An audit of disclosure forms that detail the financial interests of all 103 Montreal municipal politicians has uncovered a potentially significant conflict of interest in how the city sets housing policy.

Among Montreal’s muncipal politicians, those who own the largest number of residential units also currently hold seats, or recently sat, on the Commission on Economic and Urban Development and Housing, the standing committee tasked with, among other things, finding affordable housing solutions.

“I think the conflict of interest is really substantial,” said Margaret van Nooten, a social rights worker at Project Genesis, a non-profit organization that advocates for housing rights in the city’s Côte-des-Neiges borough. “I don’t think they’re going to be defending their constituents if they are stakeholders [in the housing market].”

At the end of each year elected officials in Montreal are required to declare their “pecuniary interests,” which includes real estate holdings on the island, companies they hold interest in or administrate that are likely to do business with the city, debts over $2,000 owed, or that are due to people outside of their immediate family or a financial institution.

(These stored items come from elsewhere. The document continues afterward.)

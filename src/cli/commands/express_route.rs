//! ExpressRoute commands
//!
//! Implements `azurerm-network express-route ...`.

use super::CommandContext;
use anyhow::Result;
use azurerm_network::error::Error;
use azurerm_network::network::ExpressRouteServiceProviders;
use clap::{Args, Parser, Subcommand};

/// Arguments for the express-route command
#[derive(Parser, Debug, Clone)]
pub struct ExpressRouteArgs {
    #[command(subcommand)]
    pub action: ExpressRouteAction,
}

/// ExpressRoute subcommands
#[derive(Subcommand, Debug, Clone)]
pub enum ExpressRouteAction {
    /// List ExpressRoute service providers
    Providers(ProvidersArgs),
}

/// Arguments for `express-route providers`
#[derive(Args, Debug, Clone)]
pub struct ProvidersArgs {
    /// Only show the provider with this name
    #[arg(short = 'n', long)]
    pub name: Option<String>,
}

impl ExpressRouteArgs {
    /// Execute the express-route command
    pub async fn execute(&self, ctx: &CommandContext) -> Result<i32> {
        let providers = ExpressRouteServiceProviders::new(ctx.service.clone());

        match &self.action {
            ExpressRouteAction::Providers(args) => {
                let found = match &args.name {
                    Some(name) => match providers.get(name).await? {
                        Some(provider) => vec![provider],
                        None => {
                            return Err(Error::NotFound(format!(
                                "ExpressRoute service provider '{name}' not found"
                            ))
                            .into())
                        }
                    },
                    None => providers.all().await?,
                };

                ctx.output.collection(
                    &found,
                    &["NAME", "PEERING LOCATIONS", "BANDWIDTHS"],
                    |provider| {
                        vec![
                            provider.name.clone(),
                            provider.peering_locations.join(", "),
                            provider
                                .bandwidths_offered
                                .iter()
                                .map(|offer| offer.offer_name.clone())
                                .collect::<Vec<_>>()
                                .join(", "),
                        ]
                    },
                )?;
            }
        }

        Ok(0)
    }
}
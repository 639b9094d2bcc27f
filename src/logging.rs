//! Structured logging setup using the tracing crate.
//!
//! Supports pretty, compact and JSON output to stderr or a file.

use crate::config::{LogFormat, LoggingConfig};
use crate::error::{Error, Result};
use std::fs::OpenOptions;
use std::io;
use std::sync::Arc;
use tracing_subscriber::fmt::writer::BoxMakeWriter;
use tracing_subscriber::layer::SubscriberExt;
use tracing_subscriber::util::SubscriberInitExt;
use tracing_subscriber::{fmt, EnvFilter, Layer, Registry};

/// Map a `-v` count to a filter directive, falling back to the configured level.
pub fn level_for_verbosity(verbosity: u8, configured: &str) -> String {
    match verbosity {
        0 => configured.to_string(),
        1 => "info".to_string(),
        2 => "debug".to_string(),
        _ => "trace".to_string(),
    }
}

/// Build the filter: `RUST_LOG` wins, then verbosity, then the configured level.
pub fn build_filter(config: &LoggingConfig, verbosity: u8) -> EnvFilter {
    let default_filter = level_for_verbosity(verbosity, &config.level);

    EnvFilter::try_from_default_env()
        .or_else(|_| EnvFilter::try_new(&default_filter))
        .unwrap_or_else(|_| EnvFilter::new("warn"))
}

/// Install the global subscriber.
///
/// Returns an error if a subscriber is already installed or the log file
/// cannot be opened.
pub fn init_logging(config: &LoggingConfig, verbosity: u8) -> Result<()> {
    let env_filter = build_filter(config, verbosity);

    let (writer, ansi) = match &config.file {
        Some(path) => {
            let file = OpenOptions::new().create(true).append(true).open(path)?;
            (BoxMakeWriter::new(Arc::new(file)), false)
        }
        None => (BoxMakeWriter::new(io::stderr), true),
    };

    let layer: Box<dyn Layer<Registry> + Send + Sync> = match config.format {
        LogFormat::Pretty => fmt::layer()
            .pretty()
            .with_ansi(ansi)
            .with_target(verbosity >= 3)
            .with_writer(writer)
            .boxed(),
        LogFormat::Compact => fmt::layer()
            .compact()
            .with_ansi(ansi)
            .with_target(verbosity >= 3)
            .with_writer(writer)
            .boxed(),
        LogFormat::Json => fmt::layer().json().with_writer(writer).boxed(),
    };

    tracing_subscriber::registry()
        .with(layer)
        .with(env_filter)
        .try_init()
        .map_err(|e| Error::Config(e.to_string()))
}

#[cfg(test)]
mod tests {
    use super::*;

    #[test]
    fn test_verbosity_levels() {
        assert_eq!(level_for_verbosity(0, "warn"), "warn");
        assert_eq!(level_for_verbosity(1, "warn"), "info");
        assert_eq!(level_for_verbosity(2, "warn"), "debug");
        assert_eq!(level_for_verbosity(7, "warn"), "trace");
    }

    #[test]
    fn test_configured_level_used_without_verbosity() {
        assert_eq!(level_for_verbosity(0, "azurerm_network=debug"), "azurerm_network=debug");
    }
}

Graphics by Elysse Deveaux

Maeva Vilain, a Projet Montréal borough councilor in the Plateau Mont-Royal; Angela Gentile, an Ensemble Montréal city councilor for Saint-Leonard; and Josée Troilo, an Equipe LaSalle borough councilor for LaSalle, collectively declared a financial interest in 58 apartments on the island.

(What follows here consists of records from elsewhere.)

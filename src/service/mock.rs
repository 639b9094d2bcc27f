//! In-memory [`NetworkService`].
//!
//! Seeded with one network interface, one security rule and one ExpressRoute
//! service provider. Writes are kept in memory for the lifetime of the
//! service; ids are synthesised under [`MOCK_SUBSCRIPTION_ID`].

use super::{
    apply_nic_resource, nic_write_context, rule_write_context, NetworkInterfaceParams,
    NetworkService, NicResource, SecurityRuleParams,
};
use crate::error::{Error, Result};
use crate::models::{
    ExpressRouteServiceProviderBandwidthsOffered, ExpressRouteServiceProviderProperties,
    ExpressRouteServiceProviderResource, IpAllocationMethod, NetworkInterfaceResource,
    SecurityRuleAccess, SecurityRuleDirection, SecurityRuleProtocol, SecurityRuleResource,
};
use crate::resource_id::{ResourceId, NETWORK_PROVIDER};
use async_trait::async_trait;
use indexmap::IndexMap;
use parking_lot::RwLock;
use tracing::debug;
use uuid::Uuid;

/// Subscription every mock resource lives in.
pub const MOCK_SUBSCRIPTION_ID: &str = "00000000-0000-0000-0000-000000000000";

/// Resource group of the seeded resources.
pub const MOCK_RESOURCE_GROUP: &str = "fog-test-rg";

/// Name of the seeded network interface.
pub const MOCK_NETWORK_INTERFACE: &str = "fog-test-network-interface";

/// Network security group holding the seeded rule.
pub const MOCK_NETWORK_SECURITY_GROUP: &str = "fog-test-nsg";

/// Name of the seeded security rule.
pub const MOCK_SECURITY_RULE: &str = "fog-test-nsr";

#[derive(Debug, Default)]
struct MockState {
    network_interfaces: IndexMap<String, NetworkInterfaceResource>,
    security_rules: IndexMap<String, SecurityRuleResource>,
    express_route_providers: Vec<ExpressRouteServiceProviderResource>,
    next_address: u8,
}

/// Network service that never leaves the process.
#[derive(Debug)]
pub struct MockNetworkService {
    state: RwLock<MockState>,
}

impl Default for MockNetworkService {
    fn default() -> Self {
        Self::new()
    }
}

impl MockNetworkService {
    /// A mock seeded with the fixture resources.
    pub fn new() -> Self {
        let service = Self::empty();
        service.seed();
        service
    }

    /// A mock without any resources.
    pub fn empty() -> Self {
        Self {
            state: RwLock::new(MockState {
                next_address: 4,
                ..MockState::default()
            }),
        }
    }

    fn seed(&self) {
        let subnet_id = format!(
            "/subscriptions/{MOCK_SUBSCRIPTION_ID}/resourceGroups/{MOCK_RESOURCE_GROUP}/providers/{NETWORK_PROVIDER}/virtualNetworks/fog-test-vnet/subnets/fog-test-subnet"
        );
        let nic = NetworkInterfaceParams {
            resource_group: MOCK_RESOURCE_GROUP.to_string(),
            name: MOCK_NETWORK_INTERFACE.to_string(),
            location: "westus".to_string(),
            subnet_id,
            public_ip_address_id: None,
            network_security_group_id: None,
            ip_configuration_name: "fog-test-ip-configuration".to_string(),
            private_ip_allocation_method: IpAllocationMethod::Dynamic,
            private_ip_address: None,
            load_balancer_backend_address_pools_ids: Vec::new(),
            load_balancer_inbound_nat_rules_ids: Vec::new(),
            dns_servers: Vec::new(),
            tags: IndexMap::new(),
        };
        self.store_nic(&nic.resource_group, &nic.name, nic.to_resource());

        let rule = SecurityRuleParams {
            name: MOCK_SECURITY_RULE.to_string(),
            resource_group: MOCK_RESOURCE_GROUP.to_string(),
            network_security_group_name: MOCK_NETWORK_SECURITY_GROUP.to_string(),
            description: None,
            protocol: SecurityRuleProtocol::Tcp,
            source_port_range: "22".to_string(),
            destination_port_range: "22".to_string(),
            source_address_prefix: "0.0.0.0/0".to_string(),
            destination_address_prefix: "0.0.0.0/0".to_string(),
            access: SecurityRuleAccess::Allow,
            priority: 100,
            direction: SecurityRuleDirection::Inbound,
        };
        self.store_rule(&rule);

        self.state.write().express_route_providers = vec![ExpressRouteServiceProviderResource {
            id: Some(
                ResourceId::express_route_service_provider(MOCK_SUBSCRIPTION_ID, "providername")
                    .to_string(),
            ),
            name: Some("providername".to_string()),
            resource_type: Some(format!("{NETWORK_PROVIDER}/expressRouteServiceProviders")),
            location: None,
            properties: ExpressRouteServiceProviderProperties {
                peering_locations: vec!["location1".to_string(), "location2".to_string()],
                bandwidths_offered: vec![ExpressRouteServiceProviderBandwidthsOffered {
                    offer_name: "100Mbps".to_string(),
                    value_in_mbps: 100,
                }],
                provisioning_state: Some("Succeeded".to_string()),
            },
        }];
    }

    /// Fill in the server-assigned fields and store the NIC.
    fn store_nic(
        &self,
        resource_group: &str,
        name: &str,
        mut nic: NetworkInterfaceResource,
    ) -> NetworkInterfaceResource {
        let mut state = self.state.write();
        let key = nic_key(resource_group, name);
        let existing = state.network_interfaces.get(&key).cloned();

        let nic_id = ResourceId::network_interface(MOCK_SUBSCRIPTION_ID, resource_group, name);
        nic.id = Some(nic_id.to_string());
        nic.name = Some(name.to_string());
        nic.resource_type = Some(format!("{NETWORK_PROVIDER}/networkInterfaces"));
        nic.etag = Some(format!("W/\"{}\"", Uuid::new_v4()));

        let properties = &mut nic.properties;
        properties.provisioning_state = Some("Succeeded".to_string());
        if let Some(existing) = &existing {
            if properties.virtual_machine.is_none() {
                properties.virtual_machine = existing.properties.virtual_machine.clone();
            }
            if properties.mac_address.is_none() {
                properties.mac_address = existing.properties.mac_address.clone();
            }
        }
        if let Some(dns) = properties.dns_settings.as_mut() {
            dns.applied_dns_servers = dns.dns_servers.clone();
        }

        for (index, ip_configuration) in properties.ip_configurations.iter_mut().enumerate() {
            let ip_name = ip_configuration
                .name
                .clone()
                .unwrap_or_else(|| format!("ipconfig{}", index + 1));
            ip_configuration.id = Some(
                ResourceId::ip_configuration(MOCK_SUBSCRIPTION_ID, resource_group, name, &ip_name)
                    .to_string(),
            );
            ip_configuration.name = Some(ip_name);

            let ip = &mut ip_configuration.properties;
            ip.provisioning_state = Some("Succeeded".to_string());
            ip.primary = Some(index == 0);
            if ip.private_ip_address.is_none() {
                let previous = existing
                    .as_ref()
                    .and_then(|e| e.properties.ip_configurations.get(index))
                    .and_then(|c| c.properties.private_ip_address.clone());
                ip.private_ip_address = Some(previous.unwrap_or_else(|| {
                    let octet = state.next_address;
                    state.next_address = state.next_address.wrapping_add(1).max(4);
                    format!("10.0.0.{octet}")
                }));
            }
        }

        state.network_interfaces.insert(key, nic.clone());
        nic
    }

    fn store_rule(&self, params: &SecurityRuleParams) -> SecurityRuleResource {
        let mut rule = params.to_resource();
        rule.id = Some(
            ResourceId::security_rule(
                MOCK_SUBSCRIPTION_ID,
                &params.resource_group,
                &params.network_security_group_name,
                &params.name,
            )
            .to_string(),
        );
        rule.resource_type = Some(format!(
            "{NETWORK_PROVIDER}/networkSecurityGroups/securityRules"
        ));
        rule.etag = Some(format!("W/\"{}\"", Uuid::new_v4()));
        rule.properties.provisioning_state = Some("Succeeded".to_string());

        self.state.write().security_rules.insert(
            rule_key(
                &params.resource_group,
                &params.network_security_group_name,
                &params.name,
            ),
            rule.clone(),
        );
        rule
    }

    fn find_nic(&self, resource_group: &str, name: &str) -> Option<NetworkInterfaceResource> {
        self.state
            .read()
            .network_interfaces
            .get(&nic_key(resource_group, name))
            .cloned()
    }

    fn find_rule(&self, resource_group: &str, nsg: &str, name: &str) -> Option<SecurityRuleResource> {
        self.state
            .read()
            .security_rules
            .get(&rule_key(resource_group, nsg, name))
            .cloned()
    }

    fn update_nic(
        &self,
        resource_group: &str,
        name: &str,
        resource: NicResource,
        resource_id: Option<&str>,
        msg: &str,
    ) -> Result<NetworkInterfaceResource> {
        let mut nic = self
            .find_nic(resource_group, name)
            .ok_or_else(|| not_found(msg, "networkInterfaces", name, resource_group))?;
        apply_nic_resource(&mut nic, resource, resource_id)?;
        Ok(self.store_nic(resource_group, name, nic))
    }
}

fn nic_key(resource_group: &str, name: &str) -> String {
    format!("{resource_group}/{name}").to_lowercase()
}

fn rule_key(resource_group: &str, nsg: &str, name: &str) -> String {
    format!("{resource_group}/{nsg}/{name}").to_lowercase()
}

fn not_found(context: &str, resource_type: &str, name: &str, resource_group: &str) -> Error {
    Error::Azure {
        context: context.to_string(),
        status: Some(404),
        code: "ResourceNotFound".to_string(),
        message: format!(
            "The Resource '{NETWORK_PROVIDER}/{resource_type}/{name}' under resource group '{resource_group}' was not found."
        ),
    }
}

#[async_trait]
impl NetworkService for MockNetworkService {
    async fn create_or_update_network_interface(
        &self,
        params: &NetworkInterfaceParams,
    ) -> Result<NetworkInterfaceResource> {
        debug!("{}", nic_write_context(&params.name, &params.resource_group));
        let mut nic = self
            .find_nic(&params.resource_group, &params.name)
            .unwrap_or_default();
        params.apply_to(&mut nic);
        let nic = self.store_nic(&params.resource_group, &params.name, nic);
        debug!("Network Interface {} Created/Updated Successfully!", params.name);
        Ok(nic)
    }

    async fn attach_resource_to_nic(
        &self,
        resource_group: &str,
        name: &str,
        resource: NicResource,
        resource_id: &str,
    ) -> Result<NetworkInterfaceResource> {
        let msg = format!(
            "Attaching {resource} {resource_id} to Network Interface {name} in Resource Group {resource_group}."
        );
        debug!("{msg}");
        self.update_nic(resource_group, name, resource, Some(resource_id), &msg)
    }

    async fn detach_resource_from_nic(
        &self,
        resource_group: &str,
        name: &str,
        resource: NicResource,
    ) -> Result<NetworkInterfaceResource> {
        let msg = format!(
            "Detaching {resource} from Network Interface {name} in Resource Group {resource_group}."
        );
        debug!("{msg}");
        self.update_nic(resource_group, name, resource, None, &msg)
    }

    async fn delete_network_interface(&self, resource_group: &str, name: &str) -> Result<bool> {
        debug!("Deleting Network Interface {name} from Resource Group {resource_group}.");
        Ok(self
            .state
            .write()
            .network_interfaces
            .shift_remove(&nic_key(resource_group, name))
            .is_some())
    }

    async fn get_network_interface(
        &self,
        resource_group: &str,
        name: &str,
    ) -> Result<NetworkInterfaceResource> {
        let msg = format!("Getting Network Interface {name} from Resource Group {resource_group}.");
        debug!("{msg}");
        self.find_nic(resource_group, name)
            .ok_or_else(|| not_found(&msg, "networkInterfaces", name, resource_group))
    }

    async fn list_network_interfaces(
        &self,
        resource_group: &str,
    ) -> Result<Vec<NetworkInterfaceResource>> {
        let prefix = format!("{}/", resource_group.to_lowercase());
        Ok(self
            .state
            .read()
            .network_interfaces
            .iter()
            .filter(|(key, _)| key.starts_with(&prefix))
            .map(|(_, nic)| nic.clone())
            .collect())
    }

    async fn list_all_network_interfaces(&self) -> Result<Vec<NetworkInterfaceResource>> {
        Ok(self.state.read().network_interfaces.values().cloned().collect())
    }

    async fn network_interface_exists(&self, resource_group: &str, name: &str) -> Result<bool> {
        Ok(self.find_nic(resource_group, name).is_some())
    }

    async fn create_or_update_network_security_rule(
        &self,
        params: &SecurityRuleParams,
    ) -> Result<SecurityRuleResource> {
        debug!("{}", rule_write_context(&params.name, &params.resource_group));
        let rule = self.store_rule(params);
        debug!(
            "Network Security Rule {} Created/Updated Successfully!",
            params.name
        );
        Ok(rule)
    }

    async fn get_network_security_rule(
        &self,
        resource_group: &str,
        network_security_group_name: &str,
        name: &str,
    ) -> Result<SecurityRuleResource> {
        let msg = format!(
            "Getting Network Security Rule {name} of Network Security Group {network_security_group_name} from Resource Group {resource_group}."
        );
        debug!("{msg}");
        self.find_rule(resource_group, network_security_group_name, name)
            .ok_or_else(|| {
                not_found(
                    &msg,
                    &format!("networkSecurityGroups/{network_security_group_name}/securityRules"),
                    name,
                    resource_group,
                )
            })
    }

    async fn list_network_security_rules(
        &self,
        resource_group: &str,
        network_security_group_name: &str,
    ) -> Result<Vec<SecurityRuleResource>> {
        let prefix = format!("{resource_group}/{network_security_group_name}/").to_lowercase();
        Ok(self
            .state
            .read()
            .security_rules
            .iter()
            .filter(|(key, _)| key.starts_with(&prefix))
            .map(|(_, rule)| rule.clone())
            .collect())
    }

    async fn delete_network_security_rule(
        &self,
        resource_group: &str,
        network_security_group_name: &str,
        name: &str,
    ) -> Result<bool> {
        debug!("Deleting Network Security Rule {name} from Resource Group {resource_group}.");
        Ok(self
            .state
            .write()
            .security_rules
            .shift_remove(&rule_key(resource_group, network_security_group_name, name))
            .is_some())
    }

    async fn network_security_rule_exists(
        &self,
        resource_group: &str,
        network_security_group_name: &str,
        name: &str,
    ) -> Result<bool> {
        Ok(self
            .find_rule(resource_group, network_security_group_name, name)
            .is_some())
    }

    async fn list_express_route_service_providers(
        &self,
    ) -> Result<Vec<ExpressRouteServiceProviderResource>> {
        debug!("Getting list of Express Route Service Providers.");
        Ok(self.state.read().express_route_providers.clone())
    }
}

Gentile also neglected to declare at least one fourplex in her name, valued at nearly $1 million by the city’s tax assessor.

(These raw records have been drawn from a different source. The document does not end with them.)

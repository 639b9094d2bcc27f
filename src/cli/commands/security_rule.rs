//! Network security rule commands
//!
//! Implements `azurerm-network security-rule ...`.

use super::CommandContext;
use crate::cli::output::cell;
use anyhow::{Context, Result};
use azurerm_network::network::{NetworkSecurityRule, NetworkSecurityRules};
use clap::{Args, Parser, Subcommand};

/// Arguments for the security-rule command
#[derive(Parser, Debug, Clone)]
pub struct SecurityRuleArgs {
    #[command(subcommand)]
    pub action: SecurityRuleAction,
}

/// Security rule subcommands
#[derive(Subcommand, Debug, Clone)]
pub enum SecurityRuleAction {
    /// List the rules of a network security group
    List(GroupRef),

    /// Show one rule
    Show(RuleRef),

    /// Create or replace a rule
    Create(CreateArgs),

    /// Delete a rule
    Delete(RuleRef),
}

/// Identifies a network security group
#[derive(Args, Debug, Clone)]
pub struct GroupRef {
    /// Resource group
    #[arg(short = 'g', long)]
    pub resource_group: String,

    /// Network security group name
    #[arg(long = "nsg")]
    pub network_security_group_name: String,
}

/// Identifies one rule
#[derive(Args, Debug, Clone)]
pub struct RuleRef {
    #[command(flatten)]
    pub group: GroupRef,

    /// Rule name
    #[arg(short = 'n', long)]
    pub name: String,
}

/// Arguments for `security-rule create`
#[derive(Args, Debug, Clone)]
pub struct CreateArgs {
    #[command(flatten)]
    pub rule: RuleRef,

    /// Priority, 100 to 4096
    #[arg(long)]
    pub priority: u32,

    /// Tcp, Udp, Icmp, Esp, Ah or *
    #[arg(long, default_value = "*")]
    pub protocol: String,

    #[arg(long, default_value = "*")]
    pub source_port_range: String,

    #[arg(long, default_value = "*")]
    pub destination_port_range: String,

    #[arg(long, default_value = "*")]
    pub source_address_prefix: String,

    #[arg(long, default_value = "*")]
    pub destination_address_prefix: String,

    /// Allow or Deny
    #[arg(long, default_value = "Allow")]
    pub access: String,

    /// Inbound or Outbound
    #[arg(long, default_value = "Inbound")]
    pub direction: String,

    /// Free text description
    #[arg(long)]
    pub description: Option<String>,
}

impl CreateArgs {
    fn to_rule(&self) -> Result<NetworkSecurityRule> {
        Ok(NetworkSecurityRule {
            name: self.rule.name.clone(),
            resource_group: Some(self.rule.group.resource_group.clone()),
            network_security_group_name: Some(
                self.rule.group.network_security_group_name.clone(),
            ),
            description: self.description.clone(),
            protocol: Some(self.protocol.parse()?),
            source_port_range: Some(self.source_port_range.clone()),
            destination_port_range: Some(self.destination_port_range.clone()),
            source_address_prefix: Some(self.source_address_prefix.clone()),
            destination_address_prefix: Some(self.destination_address_prefix.clone()),
            access: Some(self.access.parse()?),
            priority: Some(self.priority),
            direction: Some(self.direction.parse()?),
            ..Default::default()
        })
    }
}

fn title(rule: &NetworkSecurityRule) -> String {
    format!("Network Security Rule {}", rule.name)
}

impl SecurityRuleArgs {
    /// Execute the security-rule command
    pub async fn execute(&self, ctx: &CommandContext) -> Result<i32> {
        let rules = NetworkSecurityRules::new(ctx.service.clone());

        match &self.action {
            SecurityRuleAction::List(args) => {
                let found = rules
                    .all(&args.resource_group, &args.network_security_group_name)
                    .await?;
                ctx.output.collection(
                    &found,
                    &["NAME", "PRIORITY", "DIRECTION", "ACCESS", "PROTOCOL", "PORTS"],
                    |rule| {
                        vec![
                            rule.name.clone(),
                            rule.priority
                                .map(|p| p.to_string())
                                .unwrap_or_else(|| "-".to_string()),
                            rule.direction
                                .map(|d| d.to_string())
                                .unwrap_or_else(|| "-".to_string()),
                            rule.access
                                .map(|a| a.to_string())
                                .unwrap_or_else(|| "-".to_string()),
                            rule.protocol
                                .map(|p| p.to_string())
                                .unwrap_or_else(|| "-".to_string()),
                            cell(rule.destination_port_range.as_deref()),
                        ]
                    },
                )?;
            }

            SecurityRuleAction::Show(args) => {
                let rule = rules
                    .get(
                        &args.group.resource_group,
                        &args.group.network_security_group_name,
                        &args.name,
                    )
                    .await?;
                ctx.output.record(&title(&rule), &rule)?;
            }

            SecurityRuleAction::Create(args) => {
                let mut rule = args.to_rule()?;
                rule.save(ctx.service.as_ref())
                    .await
                    .with_context(|| format!("Failed to create security rule {}", rule.name))?;
                ctx.output.record(&title(&rule), &rule)?;
            }

            SecurityRuleAction::Delete(args) => {
                let rule = NetworkSecurityRule {
                    name: args.name.clone(),
                    resource_group: Some(args.group.resource_group.clone()),
                    network_security_group_name: Some(
                        args.group.network_security_group_name.clone(),
                    ),
                    ..Default::default()
                };
                if rule.destroy(ctx.service.as_ref()).await? {
                    ctx.output
                        .success(&format!("Network Security Rule {} deleted", args.name));
                } else {
                    ctx.output.warning(&format!(
                        "Network Security Rule {} does not exist in Network Security Group {}",
                        args.name, args.group.network_security_group_name
                    ));
                }
            }
        }

        Ok(0)
    }
}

Politicians are not required to declare properties located outside of Montreal.

Ricochet reviewed the city’s tax assessment roll, Quebec’s business registry, past court cases related to each declared building, and interviewed former tenants who were taken to court by the politicians or their significant others.

The results of the audit suggest that elected officials, across the political spectrum, are removed from the on-the-ground realities faced by many of those in the city’s renting class. And, in some of the most prominent instances, they may be directly contributing to the city’s growing lack of affordability.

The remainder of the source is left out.